Conclusion: Exists () is suitable for the case of B-table larger than a-table data
When the A-table data is as large as the B-table data, in and exists efficiency is similar, can choose one to use.
Differences and application Scenarios
In and exists differences: if the subquery results in a smaller number of result sets, the table in the main query should use in if it is large and indexed, whereas if the outer main query records are smaller, the tables in the subquery are large and the indexes are indexed with exists. In fact, we distinguish in and exists is mainly caused by the change of the driving sequence (this is the key to performance change), if it is exists, then the other layer table is the driver table, first accessed, if it is in, then execute the subquery first, so we will be the driver table of the fast return as the target, Then the relationship between the index and the result set is taken into account, and in the case of NULL is not processed.
In is the appearance and the inner table as a hash connection, and exists is the external loop loop, each loop loop and then query the internal table. The assertion that exists is more efficient than in is inaccurate.
Not in and not exists
If the query statement uses not-in so that the outer surface of the full table is scanned, the index is not used, and the subquery of not extsts can still use the index on the table. So no matter the table is large, using not exists is faster than not.
For example, in the Northwind database there is a query for select C.customerid,companyname from Customers C where EXISTS (select OrderID from Orders o where O . Customerid=c.customerid) How does this exists work? The subquery returns the OrderID field, but the outside query is looking for the CustomerID and CompanyName fields, and the two fields are definitely not in OrderID, how does this match?
EXISTS is used to check if a subquery returns at least one row of data, and the subquery does not actually return any data, but instead returns a value of TRUE or False EXISTS specifies a subquery to detect the presence of a row.
Syntax: EXISTS subquery parameter: subquery is a restricted SELECT statement (COMPUTE clauses and into keywords are not allowed). Result type: Boolean returns TRUE if the subquery contains rows, otherwise returns flase.
Example Table A:tablein |
Example Table B:tableex |
|
|
(i). Using NULL in a subquery still returns the result set select * from Tablein where exists (select NULL) is equivalent to: SELECT * from Tablein
(b).
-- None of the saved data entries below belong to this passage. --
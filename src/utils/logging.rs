use std::error::Error;
use tracing_subscriber::EnvFilter;

/// Filter used when nothing else is configured.
pub const DEFAULT_LOG_FILTER: &str = "warn";

/// Pick the tracing filter directive.
///
/// Precedence: explicit command-line flag, then `RUST_LOG`, then the config
/// file, then [`DEFAULT_LOG_FILTER`]. Blank values are skipped.
pub fn resolve_log_filter(
    flag: Option<&str>,
    env: Option<&str>,
    config: Option<&str>,
) -> String {
    [flag, env, config]
        .into_iter()
        .flatten()
        .map(str::trim)
        .find(|value| !value.is_empty())
        .unwrap_or(DEFAULT_LOG_FILTER)
        .to_string()
}

/// Install the global stderr subscriber for the binary.
///
/// Library code only emits events; installing the subscriber is left to the
/// entry point so embedding applications keep control over it.
pub fn init_tracing(flag: Option<&str>, config: Option<&str>) -> Result<(), Box<dyn Error>> {
    let env = std::env::var("RUST_LOG").ok();
    let directive = resolve_log_filter(flag, env.as_deref(), config);
    let filter = EnvFilter::try_new(&directive)?;

    tracing_subscriber::fmt()
        .with_env_filter(filter)
        .with_writer(std::io::stderr)
        .with_target(false)
        .try_init()
        .map_err(|err| -> Box<dyn Error> { err })
}
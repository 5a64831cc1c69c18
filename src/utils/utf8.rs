//! Incremental UTF-8 decoding for streamed response bodies.
//!
//! Network chunk boundaries do not respect character boundaries, so a
//! multi-byte character can arrive split across two chunks. The decoder holds
//! back an incomplete trailing sequence until the next chunk completes it.

#[derive(Debug, Default)]
pub struct Utf8ChunkDecoder {
    pending: Vec<u8>,
}

impl Utf8ChunkDecoder {
    pub fn new() -> Self {
        Self::default()
    }

    /// Decode as much of `chunk` (plus any held-back bytes) as forms complete
    /// characters. Invalid sequences become U+FFFD.
    pub fn decode(&mut self, chunk: &[u8]) -> String {
        self.pending.extend_from_slice(chunk);
        let mut decoded = String::new();

        loop {
            match std::str::from_utf8(&self.pending) {
                Ok(text) => {
                    decoded.push_str(text);
                    self.pending.clear();
                    break;
                }
                Err(err) => {
                    let valid = err.valid_up_to();
                    decoded.push_str(&String::from_utf8_lossy(&self.pending[..valid]));
                    match err.error_len() {
                        // Incomplete sequence at the end: keep it for the next chunk.
                        None => {
                            self.pending.drain(..valid);
                            break;
                        }
                        Some(invalid_len) => {
                            decoded.push(char::REPLACEMENT_CHARACTER);
                            self.pending.drain(..valid + invalid_len);
                        }
                    }
                }
            }
        }

        decoded
    }

    /// Flush whatever is still held back once the stream has ended.
    pub fn finish(&mut self) -> String {
        let tail = String::from_utf8_lossy(&self.pending).into_owned();
        self.pending.clear();
        tail
    }

    pub fn has_pending(&self) -> bool {
        !self.pending.is_empty()
    }
}
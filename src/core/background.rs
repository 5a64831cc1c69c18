use std::future::Future;
use std::sync::Arc;
use tokio::runtime::Handle;
use tokio::sync::Mutex;
use tokio_util::task::TaskTracker;
use tracing::warn;

/// Fire-and-forget work whose outcome never reaches the caller.
///
/// Tasks are spawned on the ambient tokio runtime and tracked so that tests and
/// the binary can drain them before inspecting backend state or exiting.
#[derive(Clone, Debug, Default)]
pub struct BackgroundTasks {
    tracker: TaskTracker,
    // Serializes drains: one waiter's reopen must not strand another waiter.
    drain: Arc<Mutex<()>>,
}

impl BackgroundTasks {
    pub fn new() -> Self {
        Self::default()
    }

    /// Spawn `task` if a runtime is available. Returns whether it was spawned.
    pub fn spawn<F>(&self, label: &'static str, task: F) -> bool
    where
        F: Future<Output = ()> + Send + 'static,
    {
        match Handle::try_current() {
            Ok(handle) => {
                self.tracker.spawn_on(task, &handle);
                true
            }
            Err(_) => {
                warn!(task = label, "no async runtime available; skipping background task");
                false
            }
        }
    }

    /// Spawn a fallible task and log its error at `warn`.
    pub fn spawn_best_effort<F, E>(&self, label: &'static str, task: F) -> bool
    where
        F: Future<Output = Result<(), E>> + Send + 'static,
        E: std::fmt::Display + Send + 'static,
    {
        self.spawn(label, async move {
            if let Err(err) = task.await {
                warn!(task = label, error = %err, "background backend call failed");
            }
        })
    }

    pub fn pending(&self) -> usize {
        self.tracker.len()
    }

    /// Wait for every task spawned so far. New tasks may be spawned afterwards.
    ///
    /// Concurrent callers drain one after another.
    pub async fn wait(&self) {
        let _draining = self.drain.lock().await;
        self.tracker.close();
        self.tracker.wait().await;
        self.tracker.reopen();
    }
}
#[allow(clippy::too_many_arguments)]
fn plan_neighbor_table(
    plan: &mut RebuildPlan,
    catalog: &Catalog,
    object: &SchemaObject,
    table: &str,
    renames: &Renames,
    drops: &[String],
    allnames: &mut HashSet<String>,
    processed: &mut HashSet<String>,
) -> Result<(), ReliteError> {
    let Some(ObjectDef::Table(neighbor)) = &object.def else {
        return Err(unparseable(object));
    };

    let mut neighbor = neighbor.clone();
    let pruned = if drops.is_empty() {
        false
    } else {
        prune_neighbor_fks(&mut neighbor, table, drops)
    };

    let original = ObjectDef::Table(neighbor.clone());
    let mut def = ObjectDef::Table(neighbor);
    rewrite_def(&mut def, renames);

    if !pruned && def == original {
        // FK neighbor is unaffected; SQLite repoints its constraints when the
        // rebuilt table is renamed into place.
        return Ok(());
    }

    let ObjectDef::Table(mut new_neighbor) = def else {
        unreachable!("table definition stays a table through rewrite");
    };
    let final_name = new_neighbor.name.clone();
    let tempname = Utils::make_unique(&final_name, allnames);
    allnames.insert(tempname.to_ascii_lowercase());
    new_neighbor.name = tempname.clone();

    let mut rebuild = RelatedRebuild {
        name: final_name,
        tempname,
        create_sql: generate(&ObjectDef::Table(new_neighbor)),
        indexes: Vec::new(),
        triggers: Vec::new(),
    };

    // The neighbor's own indexes and triggers drop with it; views on the
    // neighbor are re-created at the end of the script.
    let own = catalog.related(ObjectCategory::Table, &object.name, Some(true));
    for (subcategory, subitems) in &own {
        for subitem in subitems {
            if !processed.insert(subitem.name.to_ascii_lowercase()) {
                continue;
            }
            let def = rewritten_def(subitem, renames)?;
            let recreate = Recreate {
                name: subitem.name.clone(),
                sql: Some(generate(&def)),
            };
            match subcategory {
                ObjectCategory::Index => rebuild.indexes.push(recreate),
                ObjectCategory::Trigger => rebuild.triggers.push(recreate),
                _ => {}
            }
        }
    }
    let others = catalog.related(ObjectCategory::Table, &object.name, Some(false));
    if let Some(views) = others.get(&ObjectCategory::View) {
        for view in views {
            if !processed.insert(view.name.to_ascii_lowercase()) {
                continue;
            }
            let def = rewritten_def(view, renames)?;
            plan.views.push(Recreate {
                name: view.name.clone(),
                sql: Some(generate(&def)),
            });
        }
    }

    plan.tables.push(rebuild);
    Ok(())
}

/// Removes dropped columns from the table's own PRIMARY KEY, UNIQUE, CHECK,
/// and FOREIGN KEY constraints; empty constraints are removed entirely.
fn prune_own_constraints(def: &mut TableDef, drops: &[String]) {
    let own_name = def.name.clone();
    def.constraints.retain_mut(|constraint| match constraint {
        TableConstraint::PrimaryKey { columns, .. }
        | TableConstraint::Unique { columns, .. } => {
            columns.retain(|c| match c.column_name() {
                Some(name) => !drops.contains(&name.to_ascii_lowercase()),
                None => true,
            });
            !columns.is_empty()
        }
        TableConstraint::Check { expr, .. } => {
            !drops.iter().any(|d| expr.mentions_ident(d))
        }
        TableConstraint::ForeignKey { columns, clause, .. } => {
            let self_referential = Utils::lceq(&clause.table, &own_name);
            let mut keep = Vec::new();
            for (i, col) in columns.iter().enumerate() {
                let local_dropped = drops.contains(&col.to_ascii_lowercase());
                let target_dropped = self_referential
                    && clause
                        .columns
                        .get(i)
                        .map(|t| drops.contains(&t.to_ascii_lowercase()))
                        .unwrap_or(false);
                keep.push(!local_dropped && !target_dropped);
            }
            let mut index = 0;
            columns.retain(|_| {
                let k = keep[index];
                index += 1;
                k
            });
            let mut index = 0;
            clause.columns.retain(|_| {
                let k = keep.get(index).copied().unwrap_or(true);
                index += 1;
                k
            });
            !columns.is_empty()
        }
    });

    // Pruning compound constraints can leave duplicates behind.
    let mut seen: Vec<TableConstraint> = Vec::new();
    def.constraints.retain(|c| {
        if seen.contains(c) {
            false
        } else {
            seen.push(c.clone());
            true
        }
    });
}

/// Removes foreign key references from a neighbor table that point at
/// dropped columns of `target`. Returns whether anything changed.
fn prune_neighbor_fks(def: &mut TableDef, target: &str, drops: &[String]) -> bool {
    let mut dirty = false;

    for col in &mut def.columns {
        let before = col.constraints.len();
        col.constraints.retain(|constraint| match constraint {
            ColumnConstraint::ForeignKey { clause, .. } => {
                let hits = Utils::lceq(&clause.table, target)
                    && clause
                        .columns
                        .iter()
                        .any(|c| drops.contains(&c.to_ascii_lowercase()));
                !hits
            }
            _ => true,
        });
        dirty |= col.constraints.len() != before;
    }

    let before = def.constraints.len();
    let mut changed_constraint = false;
    def.constraints.retain_mut(|constraint| {
        let TableConstraint::ForeignKey { columns, clause, .. } = constraint else {
            return true;
        };
        if !Utils::lceq(&clause.table, target) {
            return true;
        }
        let keep: Vec<bool> = clause
            .columns
            .iter()
            .map(|c| !drops.contains(&c.to_ascii_lowercase()))
            .collect();
        if keep.iter().all(|&k| k) {
            return true;
        }
        changed_constraint = true;
        let mut index = 0;
        columns.retain(|_| {
            let k = keep.get(index).copied().unwrap_or(true);
            index += 1;
            k
        });
        let mut index = 0;
        clause.columns.retain(|_| {
            let k = keep.get(index).copied().unwrap_or(true);
            index += 1;
            k
        });
        !columns.is_empty()
    });
    dirty |= def.constraints.len() != before || changed_constraint;

    dirty
}

#[cfg(test)]
mod tests {
    use super::*;
    use crate::config::Config;
    use crate::schema::Catalog;

    fn setup(schema_sql: &str) -> (Database, Catalog) {
        Config::current();
        let db = Database::open_in_memory().unwrap();
        db.conn().execute_batch(schema_sql).unwrap();
        let catalog = db.catalog().unwrap();
        (db, catalog)
    }

    const SCHEMA: &str = "
        CREATE TABLE customers (id INTEGER PRIMARY KEY, name TEXT, email TEXT);
        CREATE TABLE invoices (
            id INTEGER PRIMARY KEY,
            customer_id INTEGER REFERENCES customers(id),
            total REAL
        );
        CREATE INDEX idx_customers_email ON customers (email);
        CREATE INDEX idx_customers_name ON customers (name);
        CREATE VIEW customer_names AS SELECT name FROM customers;
        CREATE TRIGGER trg_customers_mail AFTER UPDATE OF email ON customers
        BEGIN
            UPDATE customers SET name = name WHERE id = new.id;
        END;
    ";

    fn table_def(catalog: &Catalog, name: &str) -> TableDef {
        catalog
            .get(ObjectCategory::Table, name)
            .unwrap()
            .table_def()
            .unwrap()
            .clone()
    }

    #[test]
    fn test_plan_drop_column_sweeps_dependents() {
        let (db, catalog) = setup(SCHEMA);
        let old = table_def(&catalog, "customers");
        let mut new = old.clone();
        new.columns.retain(|c| c.name != "email");

        let plan = build_rebuild_plan(
            &db,
            &catalog,
            &old,
            &new,
            &Renames::new(),
            &["email".to_string()],
        )
        .unwrap();

        // email index dropped without replacement, name index re-created.
        let email_idx = plan
            .indexes
            .iter()
            .find(|r| r.name == "idx_customers_email")
            .unwrap();
        assert!(email_idx.sql.is_none());
        let name_idx = plan
            .indexes
            .iter()
            .find(|r| r.name == "idx_customers_name")
            .unwrap();
        assert!(name_idx.sql.is_some());

        // UPDATE OF email trigger dropped without replacement.
        let trigger = plan
            .triggers
            .iter()
            .find(|r| r.name == "trg_customers_mail")
            .unwrap();
        assert!(trigger.sql.is_none());
        assert!(plan
            .dropped
            .contains(&(ObjectCategory::Trigger, "trg_customers_mail".to_string())));

        // View re-created, copy map excludes the dropped column.
        assert_eq!(plan.views.len(), 1);
        assert!(!plan.columns.iter().any(|(old, _)| old == "email"));
        assert!(plan.columns.iter().any(|(old, _)| old == "name"));
    }

    #[test]
    fn test_plan_rename_column_rewrites_dependents() {
        let (db, catalog) = setup(SCHEMA);
        let old = table_def(&catalog, "customers");
        let mut renames = Renames::new();
        renames.add_column("customers", "name", "full_name");
        let mut new = old.clone();
        rewrite_def_table(&mut new, &renames);

        let plan =
            build_rebuild_plan(&db, &catalog, &old, &new, &renames, &[]).unwrap();

        assert!(plan.columns.contains(&("name".to_string(), "full_name".to_string())));
        let name_idx = plan
            .indexes
            .iter()
            .find(|r| r.name == "idx_customers_name")
            .unwrap();
        assert!(name_idx.sql.as_deref().unwrap().contains("full_name"));
        let view = &plan.views[0];
        assert!(view.sql.as_deref().unwrap().contains("full_name"));
    }

    fn rewrite_def_table(def: &mut TableDef, renames: &Renames) {
        let mut wrapped = ObjectDef::Table(def.clone());
        rewrite_def(&mut wrapped, renames);
        if let ObjectDef::Table(t) = wrapped {
            *def = t;
        }
    }

    #[test]
    fn test_plan_tempname_avoids_collisions() {
        let (db, catalog) = setup(
            "CREATE TABLE t (a INTEGER);
             CREATE TABLE t_2 (b INTEGER);",
        );
        let old = table_def(&catalog, "t");
        let plan =
            build_rebuild_plan(&db, &catalog, &old, &old, &Renames::new(), &[]).unwrap();
        assert_eq!(plan.tempname, "t_3");
    }

    #[test]
    fn test_plan_drop_fk_target_rebuilds_neighbor() {
        let (db, catalog) = setup(SCHEMA);
        let old = table_def(&catalog, "customers");
        let mut new = old.clone();
        new.columns.retain(|c| c.name != "id");
        // Keep at least one column; drop the FK target column.
        let plan = build_rebuild_plan(
            &db,
            &catalog,
            &old,
            &new,
            &Renames::new(),
            &["id".to_string()],
        )
        .unwrap();

        assert_eq!(plan.tables.len(), 1);
        let rebuild = &plan.tables[0];
        assert_eq!(rebuild.name, "invoices");
        assert!(!rebuild.create_sql.to_lowercase().contains("references"));
    }
}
Compare queries that use EXISTS and in. Note Two queries return the same result. SELECT * from Tablein where exists (select BID from Tableex where bname=tablein.aname) select * from Tablein where ANAME in (select Bname from Tableex)
(iii). Compare queries that use EXISTS and = any. Note Two queries return the same result. SELECT * from Tablein where exists (select BID from Tableex where bname=tablein.aname) select * from Tablein where Aname=an Y (select bname from Tableex)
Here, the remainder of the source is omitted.